I have to perform the exponential of a matrix. I have compared the built-in exp function to the exponential! function from the ExponentialUtilites package. The latter is supposed to be much faster than the built-in function. However, I don’t see this!
A = randn(2^12, 2^12)
@time exp(im*A);
71.589389 seconds (2.02 M allocations: 1.880 GiB, 0.10% gc time, 2.65% compilation time)
A = randn(2^12, 2^12)
@time exponential!(im*A);
71.524002 seconds (3.93 M allocations: 1.741 GiB, 0.25% gc time, 5.79% compilation time)
Why is this so? And is there any other way to calculate the exponential of a large matrix efficiently, like using multi-threading?
I’m not an expert, but… if we just think about a taylor expansion:
x + x^2 + x^3 + x^4 times some coefficients.
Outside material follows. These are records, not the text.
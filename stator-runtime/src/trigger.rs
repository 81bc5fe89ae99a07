//! Manual trigger: operator-forced transitions
//!
//! Goes through the same claim path as the scheduler, so a forced
//! transition never races a running handler. A live lease means `Busy`;
//! the caller retries later.

use crate::executor::{AdvanceKind, Outcome, TransitionReport};
use crate::lease::LeaseManager;
use crate::metrics::TRANSITIONS_TOTAL;
use crate::{map_storage_error, Error, Result};
use stator_core::{Clock, EntityRef, GraphRegistry, StateName};
use stator_storage::{StateStore, StateUpdate};
use std::sync::Arc;
use std::time::{Duration, Instant};
use tracing::{info, instrument, warn};

/// Default lease held while a manual transition is written
pub const DEFAULT_MANUAL_LEASE: Duration = Duration::from_secs(30);

/// Forces entities into a target state on operator request
pub struct ManualTrigger {
    registry: Arc<GraphRegistry>,
    store: Arc<dyn StateStore>,
    clock: Arc<dyn Clock>,
    leases: Arc<LeaseManager>,
    manual_lease: Duration,
}

impl ManualTrigger {
    pub fn new(
        registry: Arc<GraphRegistry>,
        store: Arc<dyn StateStore>,
        clock: Arc<dyn Clock>,
        leases: Arc<LeaseManager>,
        manual_lease: Duration,
    ) -> Self {
        Self {
            registry,
            store,
            clock,
            leases,
            manual_lease,
        }
    }

    /// Force `entity` into `target`.
    ///
    /// `target` must be an automatic or manual edge from the current state,
    /// or the current state itself (a reset that clears the attempt counter
    /// and unfreezes the entity).
    #[instrument(
        skip(self),
        fields(entity_type = %entity.entity_type, entity_id = %entity.id, target = %target)
    )]
    pub async fn transition_perform(
        &self,
        entity: &EntityRef,
        target: &StateName,
    ) -> Result<TransitionReport> {
        let start = Instant::now();
        let graph = self.registry.require(&entity.entity_type)?;

        if !graph.contains(target) {
            return Err(Error::InvariantViolation(format!(
                "'{}' is not a state of '{}'",
                target, entity.entity_type
            )));
        }

        let Some(claim) = self.leases.try_claim(entity, self.manual_lease).await? else {
            let exists = self
                .store
                .get(entity)
                .await
                .map_err(|e| map_storage_error(e, "look up entity"))?
                .is_some();
            return Err(if exists {
                Error::Busy(format!("{} is claimed by another worker", entity))
            } else {
                Error::NotFound(entity.to_string())
            });
        };

        let current = claim.record.state.clone();
        if !graph.can_force(&current, target) {
            self.leases.release(&claim.lease).await?;
            warn!(from = %current, "Rejected manual transition to unreachable state");
            return Err(Error::InvariantViolation(format!(
                "'{}' is not reachable from '{}' for '{}'",
                target, current, entity.entity_type
            )));
        }

        let update = StateUpdate::Transitioned {
            state: target.clone(),
            at: self.clock.now(),
        };
        let written = self
            .store
            .complete(entity, &claim.lease.owner, &update)
            .await
            .map_err(|e| map_storage_error(e, "write manual transition"))?;

        let outcome = if written {
            TRANSITIONS_TOTAL
                .with_label_values(&[entity.entity_type.as_str(), current.as_str(), target.as_str()])
                .inc();
            info!(from = %current, "Manual transition applied");
            Outcome::Advanced {
                to: target.clone(),
                via: AdvanceKind::Manual,
            }
        } else {
            warn!("Manual lease lost before write-back");
            Outcome::LeaseLost
        };

        Ok(TransitionReport {
            entity: entity.clone(),
            from_state: current,
            outcome,
            duration: start.elapsed(),
        })
    }

    /// Force each entity in `entities` into `target`, one result per entity
    pub async fn force_many(
        &self,
        entities: &[EntityRef],
        target: &StateName,
    ) -> Vec<(EntityRef, Result<TransitionReport>)> {
        let mut results = Vec::with_capacity(entities.len());
        for entity in entities {
            let result = self.transition_perform(entity, target).await;
            results.push((entity.clone(), result));
        }
        results
    }
}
This sum can be split into an accumulator where the final result will be stored and some chunk of memory were the calculation is being done. The calculation is you just keep multiplying by the same matrix and can be done iteratively: each step is multiplying some NxN matrix corresponding to the output of the previous step, times x which is also an NxN matrix. This has known size and can be allocated beforehand.
Alternatively, isn’t this the kind of thing that BLAS should be really good at doing? Why not just use that?
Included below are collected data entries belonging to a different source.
//! Service facade bundling the engine behind one handle
//!
//! The worker and the CLI only talk to [`StatorService`].

use crate::lease::LeaseManager;
use crate::runner::{CycleReport, RunSummary, RunnerConfig, StatorRunner};
use crate::trigger::{ManualTrigger, DEFAULT_MANUAL_LEASE};
use crate::{map_storage_error, Error, Result, TransitionReport};
use chrono::{DateTime, Utc};
use serde::Serialize;
use stator_core::{Clock, EntityRecord, EntityRef, EntityType, GraphRegistry, StateName};
use stator_storage::{StateCount, StateStore};
use std::future::Future;
use std::sync::Arc;
use std::time::Duration;
use tracing::{info, instrument};
use uuid::Uuid;

/// Configuration for [`StatorService`]
#[derive(Debug, Clone)]
pub struct ServiceConfig {
    /// Prefix of every lease owner token taken by this process
    pub worker_id: String,
    pub runner: RunnerConfig,
    /// Lease held while a manual transition is written (default: 30 seconds)
    pub manual_lease: Duration,
}

impl Default for ServiceConfig {
    fn default() -> Self {
        Self {
            worker_id: format!("stator-{}", Uuid::new_v4().simple()),
            runner: RunnerConfig::default(),
            manual_lease: DEFAULT_MANUAL_LEASE,
        }
    }
}

/// An entity with failed attempts, as shown to operators
#[derive(Debug, Clone, Serialize)]
pub struct StuckEntity {
    pub record: EntityRecord,
    /// Reached the attempt ceiling; only a manual trigger moves it again
    pub frozen: bool,
    pub max_attempts: Option<u32>,
    pub next_attempt_at: Option<DateTime<Utc>>,
}

/// The engine: registry, store, scheduler and manual trigger
pub struct StatorService {
    registry: Arc<GraphRegistry>,
    store: Arc<dyn StateStore>,
    clock: Arc<dyn Clock>,
    runner: StatorRunner,
    trigger: ManualTrigger,
}

impl StatorService {
    pub fn new(
        registry: GraphRegistry,
        store: Arc<dyn StateStore>,
        clock: Arc<dyn Clock>,
        config: ServiceConfig,
    ) -> Result<Self> {
        if config.worker_id.trim().is_empty() {
            return Err(Error::Configuration("worker_id cannot be empty".to_string()));
        }
        if config.manual_lease.is_zero() {
            return Err(Error::Configuration("manual_lease must be > 0".to_string()));
        }

        let registry = Arc::new(registry);
        let leases = Arc::new(LeaseManager::new(
            store.clone(),
            clock.clone(),
            config.worker_id.clone(),
        ));
        let runner = StatorRunner::new(
            registry.clone(),
            store.clone(),
            clock.clone(),
            leases.clone(),
            config.runner,
        )?;
        let trigger = ManualTrigger::new(
            registry.clone(),
            store.clone(),
            clock.clone(),
            leases,
            config.manual_lease,
        );

        info!(
            worker_id = %config.worker_id,
            entity_types = registry.len(),
            "Stator service initialized"
        );

        Ok(Self {
            registry,
            store,
            clock,
            runner,
            trigger,
        })
    }

    pub fn registry(&self) -> &GraphRegistry {
        &self.registry
    }

    pub fn runner(&self) -> &StatorRunner {
        &self.runner
    }

    /// Start tracking a new entity in its graph's initial state
    #[instrument(skip(self), fields(entity_type = %entity_type, entity_id = %id))]
    pub async fn create(&self, entity_type: &EntityType, id: Uuid) -> Result<EntityRecord> {
        let graph = self.registry.require(entity_type)?;
        let record = EntityRecord::new(
            EntityRef::new(entity_type.clone(), id),
            graph.initial().clone(),
            self.clock.now(),
        );
        self.store
            .insert(&record)
            .await
            .map_err(|e| map_storage_error(e, "create entity"))?;
        Ok(record)
    }

    pub async fn get(&self, entity: &EntityRef) -> Result<EntityRecord> {
        self.store
            .get(entity)
            .await
            .map_err(|e| map_storage_error(e, "get entity"))?
            .ok_or_else(|| Error::NotFound(entity.to_string()))
    }

    /// Stop tracking an entity (its domain row was deleted)
    pub async fn delete(&self, entity: &EntityRef) -> Result<()> {
        let existed = self
            .store
            .delete(entity)
            .await
            .map_err(|e| map_storage_error(e, "delete entity"))?;
        if existed {
            Ok(())
        } else {
            Err(Error::NotFound(entity.to_string()))
        }
    }

    pub async fn run_cycle(&self) -> Result<CycleReport> {
        self.runner.run_cycle().await
    }

    pub async fn wait_idle(&self) -> Vec<TransitionReport> {
        self.runner.wait_idle().await
    }

    pub async fn run<F>(&self, shutdown: F) -> RunSummary
    where
        F: Future<Output = ()>,
    {
        self.runner.run(shutdown).await
    }

    pub async fn transition_perform(
        &self,
        entity: &EntityRef,
        target: &StateName,
    ) -> Result<TransitionReport> {
        self.trigger.transition_perform(entity, target).await
    }

    pub async fn force_many(
        &self,
        entities: &[EntityRef],
        target: &StateName,
    ) -> Vec<(EntityRef, Result<TransitionReport>)> {
        self.trigger.force_many(entities, target).await
    }

    /// Retrying and frozen entities, most attempts first, optionally of one type
    pub async fn stuck(
        &self,
        entity_type: Option<&EntityType>,
        limit: usize,
    ) -> Result<Vec<StuckEntity>> {
        let records = self
            .store
            .list_stuck(entity_type, limit)
            .await
            .map_err(|e| map_storage_error(e, "list stuck entities"))?;

        Ok(records
            .into_iter()
            .map(|record| {
                let policy = self
                    .registry
                    .get(&record.entity.entity_type)
                    .map(|graph| graph.retry_policy(&record.state).clone());
                match policy {
                    Some(policy) => {
                        let frozen = record.is_frozen(&policy);
                        StuckEntity {
                            next_attempt_at: (!frozen).then(|| record.next_attempt_at(&policy)),
                            max_attempts: Some(policy.max_attempts),
                            frozen,
                            record,
                        }
                    }
                    None => StuckEntity {
                        record,
                        frozen: false,
                        max_attempts: None,
                        next_attempt_at: None,
                    },
                }
            })
            .collect())
    }

    /// Entity counts per type and state
    pub async fn counts(&self) -> Result<Vec<StateCount>> {
        self.store
            .count_by_state()
            .await
            .map_err(|e| map_storage_error(e, "count entities"))
    }
}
Hi, @stevengj! Yes, the matrix is Hermitian. And yes, you are right; I just need to multiply exp(im*A) by a vector. Could you please tell me what other possibilities you are referring to? Thanks!
Hi @tom-plaa! I am not sure how much accuracy I will lose by doing a series truncation. But I would prefer to calculate exp(im*A) since it’s important to preserve the unitarity.
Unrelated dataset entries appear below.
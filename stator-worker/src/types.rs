//! Request and response bodies of the worker HTTP API

use serde::{Deserialize, Serialize};
use stator_core::{EntityRef, StateName};
use stator_runtime::{Error, TransitionReport};
use uuid::Uuid;

/// Body of `POST /admin/entities/{type}/{id}/transition`
#[derive(Debug, Clone, Serialize, Deserialize)]
pub struct TransitionRequest {
    pub target: StateName,
}

/// Body of `POST /admin/actions/{action}`
#[derive(Debug, Clone, Serialize, Deserialize)]
pub struct ActionRequest {
    pub ids: Vec<Uuid>,
}

/// Per-entity result of a bulk action
#[derive(Debug, Clone, Serialize)]
pub struct ActionResult {
    pub entity: EntityRef,
    #[serde(skip_serializing_if = "Option::is_none")]
    pub report: Option<TransitionReport>,
    #[serde(skip_serializing_if = "Option::is_none")]
    pub error: Option<String>,
}

impl ActionResult {
    pub fn from_result(entity: EntityRef, result: Result<TransitionReport, Error>) -> Self {
        match result {
            Ok(report) => Self {
                entity,
                report: Some(report),
                error: None,
            },
            Err(e) => Self {
                entity,
                report: None,
                error: Some(e.to_string()),
            },
        }
    }
}

/// Error body returned by every failing endpoint
#[derive(Debug, Clone, Serialize, Deserialize)]
pub struct ErrorResponse {
    pub error: String,
}

/// Health check response
#[derive(Debug, Clone, Serialize, Deserialize)]
pub struct HealthResponse {
    pub status: String,
    pub version: String,
}

impl HealthResponse {
    pub fn healthy() -> Self {
        Self {
            status: "healthy".to_string(),
            version: env!("CARGO_PKG_VERSION").to_string(),
        }
    }
}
Check the accuracy of the result. In my experience ExponentialUtilities is faster than KrylovKit with default settings. However KrylovKit tries very hard to give you the most accurate result (by using restart IIRC) while ExponentialUtilities just gives you less accurate results.
@Oscar_Smith How to reduce the number of allocations for expv? So in my work, I have to repeatedly apply the exp(im*H), where H is Hermitian, on a state, which gets updated in each run. Because of large memory allocations, I end up getting much slower computation with expv, than with exponential!. Here is a minimal working code for the latter
function run_sim(t_final, U, initial_state, final_state)
for t in 1:t_final
final_state .= U * initial_state
end
final_state
end
function main(n)
d = 2^n
initial_state = rand(ComplexF64, d)
final_state = initial_state
t_final = 10
A = rand(ComplexF64, (d, d))
H = (A .+ A') / 2
U = exponential!(im*H)
for _ in 1:10
final_state .= run_sim(t_final, U, initial_state, final_state)
end
end
@time main(10);
1.326368 seconds (122 allocations: 145.607 MiB)
Here is the same code using expv
function run_sim(t_final, H, initial_state, final_state)
for t in 1:t_final
final_state .= expv(im, H, initial_state)
end
final_state
end
function main(n)
d = 2^n
initial_state = rand(ComplexF64, d)
final_state = initial_state
t_final = 10
A = rand(ComplexF64, (d, d))
H = (A .+ A') / 2
for _ in 1:10
final_state .= run_sim(t_final, H, initial_state, final_state)
end
end
@time main(10);
5.373086 seconds (4.91 k allocations: 101.364 MiB)
You can reuse some memory by using caches but unfortunately the docs are broken for that. Here is how some of it works:
state = rand(ComplexF64, d)
krylovdim = 30 # default
# 1. create a Krylov subspace cache
KS = ExponentialUtilities.KrylovSubspace{ComplexF64}(length(state), min(krylovdim, length(state)))
# 2. populate Krylov space
ExponentialUtilities.arnoldi!(KS, H, state; ishermitian=true)
# 3. compute exponential, stores result back in state
ExponentialUtilities.expv!(state, -im*Δt, KS)
# now repeat 2. and 3.
I think this still allocates some memory but you cannot really work around it because you have complex valued states. But I am not quite sure about this.